I’m shocked by her statement. I’m used to the “I’m sorry” or “That must suck” type of responses.
“Sorry. You don’t have to answer that,” she hurriedly says.
“No, it’s fine. Just took me by surprise. Yes. That’s exactly what I did. I tried to fill his shoes, though, to be fair, they were pretty large for a boy like me.”
She laughs lightly at my weak joke, and I’m thankful. I continue. “My family consists of my mother, Marian, my older sister, Stella, and her husband, Lucas. You’ll probably meet our family friends, Gracie and Jared, and, oh… Mom’s new husband as of about a year ago, the pastor of Dasher Valley Baptist, Brother Johnny.”
“Got it.” Lucy nods her head affirmatively.
“And they are all really looking forward to meeting you. Especially my sister and Gracie. You might have to give details to those two if they pull you away from me, but I promise to try and prevent that from happening.”
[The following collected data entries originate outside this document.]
//! Tests for typed parameter lookups.
//!
//! Responsibilities:
//! - Test scalar lookups for every supported type, including fallbacks.
//! - Test fixed-size array lookups, length checks and partial writes.
//! - Test lazy validation and the diagnostics emitted per lookup.

use std::sync::Arc;

use super::*;
use crate::report::{MemoryReporter, Severity};

fn reader_with(text: &str) -> (ParamReader, Arc<MemoryReporter>) {
    let reporter = Arc::new(MemoryReporter::new());
    let reader = ParamReader::builder()
        .with_reporter(Arc::clone(&reporter))
        .from_text(text);
    reporter.clear();
    (reader, reporter)
}

const SAMPLE: &str = "\
# Example parameter file
string_example: /home/user/workspace/blubb
character: x
number_int: 12   # inline comment
number_float: 4234.25
number_bool: 1
word_bool: false
number_int_array: [2, 3, 4, 5, 6]
number_float_array: (1.5, 2, 3.25)
character_array: {a, b, c, d, e, f, g}
string_array: [Hello, World, !]
";

#[test]
fn test_scalar_lookups() {
    let (reader, _) = reader_with(SAMPLE);

    let mut path = String::new();
    let mut character = 'a';
    let mut int = 0i32;
    let mut float = 0.0f32;
    let mut bool_1 = false;
    let mut bool_2 = true;

    assert_eq!(reader.get("string_example", &mut path), Lookup::Found);
    assert_eq!(reader.get("character", &mut character), Lookup::Found);
    assert_eq!(reader.get("number_int", &mut int), Lookup::Found);
    assert_eq!(reader.get("number_float", &mut float), Lookup::Found);
    assert_eq!(reader.get("number_bool", &mut bool_1), Lookup::Found);
    assert_eq!(reader.get("word_bool", &mut bool_2), Lookup::Found);

    assert_eq!(path, "/home/user/workspace/blubb");
    assert_eq!(character, 'x');
    assert_eq!(int, 12);
    assert_eq!(float, 4234.25);
    assert!(bool_1);
    assert!(!bool_2);
}

#[test]
fn test_array_lookups() {
    let (reader, _) = reader_with(SAMPLE);

    let mut ints = [0i32; 5];
    let mut floats = [0.0f64; 3];
    let mut chars = ['z'; 7];
    let mut strings = [String::new(), String::new(), String::new()];

    assert!(reader.get_array("number_int_array", &mut ints).is_found());
    assert!(reader.get_array("number_float_array", &mut floats).is_found());
    assert!(reader.get_array("character_array", &mut chars).is_found());
    assert!(reader.get_array("string_array", &mut strings).is_found());

    assert_eq!(ints, [2, 3, 4, 5, 6]);
    assert_eq!(floats, [1.5, 2.0, 3.25]);
    assert_eq!(chars, ['a', 'b', 'c', 'd', 'e', 'f', 'g']);
    assert_eq!(strings, ["Hello", "World", "!"]);
}

#[test]
fn test_missing_key_preserves_default() {
    let (reader, reporter) = reader_with("number_int: 12\n");

    let mut value = 7;
    assert_eq!(reader.get("missing_key", &mut value), Lookup::NotFound);
    assert_eq!(value, 7);
    assert_eq!(
        reporter.lines(),
        ["Could not find the parameter for missing_key. Using instead the initial value: 7"]
    );
}

#[test]
fn test_first_match_wins_on_duplicate_keys() {
    let (reader, _) = reader_with("a: 1\na: 2\n");
    assert_eq!(reader.get_or("a", 0), 1);
}

#[test]
fn test_boolean_literals() {
    let (reader, _) = reader_with(
        "t1: 1\nt2: true\nt3: TRUE\nf1: 0\nf2: false\nf3: FALSE\nbad: yes\n",
    );

    for name in ["t1", "t2", "t3"] {
        assert!(reader.get_or(name, false), "{name}");
    }
    for name in ["f1", "f2", "f3"] {
        assert!(!reader.get_or(name, true), "{name}");
    }

    let mut value = true;
    let outcome = reader.get("bad", &mut value);
    assert!(matches!(
        outcome,
        Lookup::Malformed(CoercionError::InvalidBool { .. })
    ));
    assert!(value);
}

#[test]
fn test_character_with_wrong_length_keeps_default() {
    let (reader, reporter) = reader_with("character: xy\n");

    let mut value = 'a';
    let outcome = reader.get("character", &mut value);

    assert_eq!(
        outcome,
        Lookup::Malformed(CoercionError::UnexpectedLength { found: 2 })
    );
    assert_eq!(value, 'a');
    assert_eq!(reporter.entries()[0].0, Severity::Warning);
}

#[test]
fn test_malformed_numbers_keep_default() {
    let (reader, _) = reader_with("int: twelve\nfloat: 1.2.3\n");

    let mut int = 5i64;
    let mut float = 0.5f64;

    assert!(matches!(
        reader.get("int", &mut int),
        Lookup::Malformed(CoercionError::InvalidInteger { .. })
    ));
    assert!(matches!(
        reader.get("float", &mut float),
        Lookup::Malformed(CoercionError::InvalidFloat { .. })
    ));
    assert_eq!(int, 5);
    assert_eq!(float, 0.5);
}

#[test]
fn test_array_length_mismatch_keeps_buffer() {
    let (reader, reporter) = reader_with("arr: [1,2,3]\n");

    let mut buffer = [0i32; 5];
    let outcome = reader.get_array("arr", &mut buffer);

    assert_eq!(
        outcome,
        Lookup::Malformed(CoercionError::ArrayLength {
            requested: 5,
            found: 3
        })
    );
    assert_eq!(buffer, [0; 5]);
    let line = &reporter.lines()[0];
    assert!(line.contains("5 fields"));
    assert!(line.contains("3 fields"));
}

#[test]
fn test_character_array_bad_element_leaves_partial_write() {
    let (reader, _) = reader_with("chars: [a, b, cc, d]\n");

    let mut buffer = ['z'; 4];
    let outcome = reader.get_array("chars", &mut buffer);

    assert!(matches!(
        outcome,
        Lookup::Malformed(CoercionError::ArrayElement { index: 2, .. })
    ));
    assert_eq!(buffer, ['a', 'b', 'z', 'z']);
}

#[test]
fn test_malformed_array_elements_keep_buffer() {
    let (reader, reporter) =
        reader_with("ints: [1, x, 3]\nfloats: [1.5, abc]\nflags: [true, yes]\n");

    let mut ints = [9i32; 3];
    let mut floats = [0.5f32; 2];
    let mut flags = [false; 2];

    assert!(matches!(
        reader.get_array("ints", &mut ints),
        Lookup::Malformed(CoercionError::ArrayElement { index: 1, .. })
    ));
    assert!(matches!(
        reader.get_array("floats", &mut floats),
        Lookup::Malformed(CoercionError::ArrayElement { index: 1, .. })
    ));
    assert!(matches!(
        reader.get_array("flags", &mut flags),
        Lookup::Malformed(CoercionError::ArrayElement { index: 1, .. })
    ));

    assert_eq!(ints, [9, 9, 9]);
    assert_eq!(floats, [0.5, 0.5]);
    assert_eq!(flags, [false, false]);
    assert!(reporter.lines()[0].ends_with("initial value: [9, 9, 9]"));
}

#[test]
fn test_missing_array_reports_defaults() {
    let (reader, reporter) = reader_with("a: 1\n");

    let mut buffer = [1, 2];
    assert_eq!(reader.get_array("arr", &mut buffer), Lookup::NotFound);
    assert_eq!(buffer, [1, 2]);
    assert!(reporter.lines()[0].ends_with("initial value: [1, 2]"));
}

#[test]
fn test_found_diagnostic_renders_resolved_value() {
    let (reader, reporter) = reader_with("arr: {2,3,4}\nname: spfr\n");

    let mut buffer = [0u8; 3];
    reader.get_array("arr", &mut buffer);
    let mut name = String::from("default");
    reader.get("name", &mut name);

    assert_eq!(
        reporter.lines(),
        [
            "Parameter for arr is: [2, 3, 4]",
            "Parameter for name is: spfr"
        ]
    );
}

#[test]
fn test_odd_pair_count_falls_back_to_defaults() {
    let (reader, reporter) = reader_with("a: 1\nb: 2\nc\n");

    let mut a = 0;
    let mut b = 0;
    assert_eq!(reader.get("a", &mut a), Lookup::InvalidConfig);
    assert_eq!(reader.get("b", &mut b), Lookup::InvalidConfig);
    assert_eq!((a, b), (0, 0));
    assert_eq!(reader.raw("a"), None);

    // Invalid data is reported once; each lookup still reports its fallback.
    let lines = reporter.lines();
    assert_eq!(lines.len(), 3);
    assert!(lines[0].starts_with("Data invalid!"));
    assert!(lines[1].starts_with("Could not find the parameter for a."));
}

#[test]
fn test_empty_source_is_invalid() {
    let (reader, _) = reader_with("# nothing but comments\n");

    assert!(reader.is_empty());
    assert!(!reader.is_valid());
    assert_eq!(reader.get_or("a", 3), 3);
}

#[test]
fn test_validation_is_lazy_and_cached() {
    let (reader, reporter) = reader_with("a\n");

    assert!(reporter.lines().is_empty());
    assert!(!reader.is_valid());
    assert!(!reader.is_valid());
    assert_eq!(reporter.lines().len(), 1);
}

#[test]
fn test_pairs_and_raw_access() {
    let (reader, _) = reader_with("a: 1\nb: [1, 2]\na: 3\n");

    assert_eq!(reader.len(), 3);
    assert_eq!(reader.raw("b"), Some("[1,2]"));
    let keys: Vec<&str> = reader.pairs().map(|pair| pair.key).collect();
    assert_eq!(keys, ["a", "b", "a"]);
}

#[test]
fn test_value_with_space_is_collapsed() {
    // Spaces are stripped from every token, including inside values.
    let (reader, _) = reader_with("path: /tmp/my dir\n");
    assert_eq!(reader.get_or("path", String::new()), "/tmp/mydir");
}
“It’ll be okay. Like I said, I’m good at coming up with things on the spot. Part of my charm as a romance writer.” She does this little side to side head tilt thing as she bounces her shoulders. The action is playful and cute and cheerful, like she’s up to the task of creating some lovey-dovey backstory for us. “Oh, I love this song.”
She turns up the volume and sings along with “Take Back Home Girl” by Chris Lane and Tori Kelly. As the words resonate, and I lose myself in Lucy’s little driver-style dance moves, I can’t help but wonder if I will ever meet a woman that I want to take home to Dasher Valley for real. So far, Lacey is the only one of my girlfriends to meet my family, and that was mostly because we were in high school together and dated for over a year. Lucy is only the second woman, but this is all a ruse, so it doesn’t really count.
When the song comes to an end, Lucy catches me staring at her and apologizes for dancing and singing too loud.
I brush her off and tell her she can dance and sing as much as she wants as long as she keeps us on the road, but in the back of my mind, I wonder who ever told her to dull her shine.